--- Material supplied ---

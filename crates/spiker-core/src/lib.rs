//! Spiker-Core: Foundation types for the single-channel biosignal front end
//!
//! Mode selection, recording sessions, error types and the external
//! capabilities (analog input, clock, digital outputs, value output)
//! the processing core is written against.

pub mod signal_types;
pub mod session;
pub mod io;
pub mod error;

pub use signal_types::*;
pub use session::RecordingSession;
pub use io::*;
pub use error::{SpikerError, SpikerResult};
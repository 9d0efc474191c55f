//! Spiker-Simulation: synthetic analog input and the real-time sampling driver
//!
//! Provides EMG/ECG/EEG-like ADC readings for development without hardware,
//! and a tokio task that ticks the front end at its sampling rate.

pub mod real_time_stream;
pub mod signal_patterns;
pub mod analog_simulator;

pub use analog_simulator::*;
pub use real_time_stream::*;
pub use signal_patterns::*;
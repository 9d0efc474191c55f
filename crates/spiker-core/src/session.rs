//! Recording session identity

use crate::signal_types::Mode;
use serde::{Deserialize, Serialize};
use uuid::Uuid;

/// One continuous recording in a single mode, opened by a start call
#[derive(Debug, Clone, PartialEq, Eq, Serialize, Deserialize)]
pub struct RecordingSession {
    /// Unique identifier for this session
    pub id: Uuid,
    /// Mode the session records
    pub mode: Mode,
    /// Front end clock reading when the session was opened
    pub started_at_ms: u64,
}

impl RecordingSession {
    /// Open a new session
    pub fn new(mode: Mode, started_at_ms: u64) -> Self {
        Self {
            id: Uuid::new_v4(),
            mode,
            started_at_ms,
        }
    }

    /// Milliseconds elapsed since the session was opened
    pub fn elapsed_ms(&self, now_ms: u64) -> u64 {
        now_ms.saturating_sub(self.started_at_ms)
    }
}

---

» Problem details: Using the entries above, please restate each one word for word.

» Task answer:
filename crates/spiker-core/src/lib.rs
//! Spiker-Core: Foundation types for the single-channel biosignal front end
//!
//! Mode selection, recording sessions, error types and the external
//! capabilities (analog input, clock, digital outputs, value output)
//! the processing core is written against.

pub mod signal_types;
pub mod session;
pub mod io;
pub mod error;

pub use signal_types::*;
pub use session::RecordingSession;
pub use io::*;
pub use error::{SpikerError, SpikerResult};
repository 9d0efc474191c55f
//! Spiker-Simulation: synthetic analog input and the real-time sampling driver
//!
//! Provides EMG/ECG/EEG-like ADC readings for development without hardware,
//! and a tokio task that ticks the front end at its sampling rate.

pub mod real_time_stream;
pub mod signal_patterns;
pub mod analog_simulator;

pub use analog_simulator::*;
pub use real_time_stream::*;
pub use signal_patterns::*;
repository 9d0efc474191c55f
filename crates/spiker-core/src/session.rs
//! Recording session identity

use crate::signal_types::Mode;
use serde::{Deserialize, Serialize};
use uuid::Uuid;

/// One continuous recording in a single mode, opened by a start call
#[derive(Debug, Clone, PartialEq, Eq, Serialize, Deserialize)]
pub struct RecordingSession {
    /// Unique identifier for this session
    pub id: Uuid,
    /// Mode the session records
    pub mode: Mode,
    /// Front end clock reading when the session was opened
    pub started_at_ms: u64,
}

impl RecordingSession {
    /// Open a new session
    pub fn new(mode: Mode, started_at_ms: u64) -> Self {
        Self {
            id: Uuid::new_v4(),
            mode,
            started_at_ms,
        }
    }

    /// Milliseconds elapsed since the session was opened
    pub fn elapsed_ms(&self, now_ms: u64) -> u64 {
        now_ms.saturating_sub(self.started_at_ms)
    }
}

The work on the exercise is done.